Data records
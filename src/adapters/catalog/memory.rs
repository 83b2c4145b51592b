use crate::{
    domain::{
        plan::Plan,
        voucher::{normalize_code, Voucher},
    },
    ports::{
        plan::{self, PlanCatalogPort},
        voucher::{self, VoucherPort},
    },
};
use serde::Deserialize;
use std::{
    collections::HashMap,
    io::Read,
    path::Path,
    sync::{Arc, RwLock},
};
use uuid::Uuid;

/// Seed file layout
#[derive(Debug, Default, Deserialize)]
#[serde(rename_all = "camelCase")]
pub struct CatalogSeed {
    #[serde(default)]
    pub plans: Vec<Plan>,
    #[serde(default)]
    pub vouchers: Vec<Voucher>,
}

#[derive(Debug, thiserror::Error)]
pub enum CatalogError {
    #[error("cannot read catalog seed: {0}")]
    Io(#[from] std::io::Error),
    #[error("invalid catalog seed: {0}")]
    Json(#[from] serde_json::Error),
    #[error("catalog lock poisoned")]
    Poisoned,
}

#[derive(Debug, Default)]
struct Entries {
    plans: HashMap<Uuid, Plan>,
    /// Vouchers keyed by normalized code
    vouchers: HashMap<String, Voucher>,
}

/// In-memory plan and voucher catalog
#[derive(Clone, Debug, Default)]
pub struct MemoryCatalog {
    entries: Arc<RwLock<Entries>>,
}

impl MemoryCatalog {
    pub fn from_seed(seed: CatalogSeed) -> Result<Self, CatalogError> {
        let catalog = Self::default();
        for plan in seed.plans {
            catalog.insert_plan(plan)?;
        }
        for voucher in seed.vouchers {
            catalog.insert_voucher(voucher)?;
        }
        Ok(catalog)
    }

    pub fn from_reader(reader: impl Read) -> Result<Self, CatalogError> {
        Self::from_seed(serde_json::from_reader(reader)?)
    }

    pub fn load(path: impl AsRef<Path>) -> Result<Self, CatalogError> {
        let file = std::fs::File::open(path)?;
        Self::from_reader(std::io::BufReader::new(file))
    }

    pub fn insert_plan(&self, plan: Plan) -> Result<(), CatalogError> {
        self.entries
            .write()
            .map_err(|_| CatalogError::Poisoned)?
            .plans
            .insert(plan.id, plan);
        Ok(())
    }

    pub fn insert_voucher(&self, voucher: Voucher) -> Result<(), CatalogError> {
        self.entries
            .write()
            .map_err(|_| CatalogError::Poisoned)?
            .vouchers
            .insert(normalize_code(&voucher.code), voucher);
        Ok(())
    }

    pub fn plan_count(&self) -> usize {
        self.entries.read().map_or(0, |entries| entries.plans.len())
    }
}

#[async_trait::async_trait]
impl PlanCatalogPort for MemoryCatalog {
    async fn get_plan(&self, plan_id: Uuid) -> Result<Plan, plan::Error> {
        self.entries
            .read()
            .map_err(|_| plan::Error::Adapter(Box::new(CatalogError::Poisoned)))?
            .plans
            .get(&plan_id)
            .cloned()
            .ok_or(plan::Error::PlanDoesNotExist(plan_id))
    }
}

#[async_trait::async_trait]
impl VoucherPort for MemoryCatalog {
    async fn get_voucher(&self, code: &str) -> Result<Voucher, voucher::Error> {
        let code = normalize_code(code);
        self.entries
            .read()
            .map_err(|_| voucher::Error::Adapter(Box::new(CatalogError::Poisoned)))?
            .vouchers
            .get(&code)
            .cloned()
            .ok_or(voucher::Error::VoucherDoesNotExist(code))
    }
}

TASK DESCRIPTION | Your task is to retype all the records above with nothing left out.

ANSWER SPACE |
filename src/adapters/catalog/memory.rs
repository 83b2c4145b51592b
use crate::{
    domain::{
        plan::Plan,
        voucher::{normalize_code, Voucher},
    },
    ports::{
        plan::{self, PlanCatalogPort},
        voucher::{self, VoucherPort},
    },
};
use serde::Deserialize;
use std::{
    collections::HashMap,
    io::Read,
    path::Path,
    sync::{Arc, RwLock},
};
use uuid::Uuid;

/// Seed file layout
#[derive(Debug, Default, Deserialize)]
#[serde(rename_all = "camelCase")]
pub struct CatalogSeed {
    #[serde(default)]
    pub plans: Vec<Plan>,
    #[serde(default)]
    pub vouchers: Vec<Voucher>,
}

#[derive(Debug, thiserror::Error)]
pub enum CatalogError {
    #[error("cannot read catalog seed: {0}")]
    Io(#[from] std::io::Error),
    #[error("invalid catalog seed: {0}")]
    Json(#[from] serde_json::Error),
    #[error("catalog lock poisoned")]
    Poisoned,
}

#[derive(Debug, Default)]
struct Entries {
    plans: HashMap<Uuid, Plan>,
    /// Vouchers keyed by normalized code
    vouchers: HashMap<String, Voucher>,
}

/// In-memory plan and voucher catalog
#[derive(Clone, Debug, Default)]
pub struct MemoryCatalog {
    entries: Arc<RwLock<Entries>>,
}

impl MemoryCatalog {
    pub fn from_seed(seed: CatalogSeed) -> Result<Self, CatalogError> {
        let catalog = Self::default();
        for plan in seed.plans {
            catalog.insert_plan(plan)?;
        }
        for voucher in seed.vouchers {
            catalog.insert_voucher(voucher)?;
        }
        Ok(catalog)
    }

    pub fn from_reader(reader: impl Read) -> Result<Self, CatalogError> {
        Self::from_seed(serde_json::from_reader(reader)?)
    }

    pub fn load(path: impl AsRef<Path>) -> Result<Self, CatalogError> {
        let file = std::fs::File::open(path)?;
        Self::from_reader(std::io::BufReader::new(file))
    }

    pub fn insert_plan(&self, plan: Plan) -> Result<(), CatalogError> {
        self.entries
            .write()
            .map_err(|_| CatalogError::Poisoned)?
            .plans
            .insert(plan.id, plan);
        Ok(())
    }

    pub fn insert_voucher(&self, voucher: Voucher) -> Result<(), CatalogError> {
        self.entries
            .write()
            .map_err(|_| CatalogError::Poisoned)?
            .vouchers
            .insert(normalize_code(&voucher.code), voucher);
        Ok(())
    }

    pub fn plan_count(&self) -> usize {
        self.entries.read().map_or(0, |entries| entries.plans.len())
    }
}

#[async_trait::async_trait]
impl PlanCatalogPort for MemoryCatalog {
    async fn get_plan(&self, plan_id: Uuid) -> Result<Plan, plan::Error> {
        self.entries
            .read()
            .map_err(|_| plan::Error::Adapter(Box::new(CatalogError::Poisoned)))?
            .plans
            .get(&plan_id)
            .cloned()
            .ok_or(plan::Error::PlanDoesNotExist(plan_id))
    }
}

#[async_trait::async_trait]
impl VoucherPort for MemoryCatalog {
    async fn get_voucher(&self, code: &str) -> Result<Voucher, voucher::Error> {
        let code = normalize_code(code);
        self.entries
            .read()
            .map_err(|_| voucher::Error::Adapter(Box::new(CatalogError::Poisoned)))?
            .vouchers
            .get(&code)
            .cloned()
            .ok_or(voucher::Error::VoucherDoesNotExist(code))
    }
}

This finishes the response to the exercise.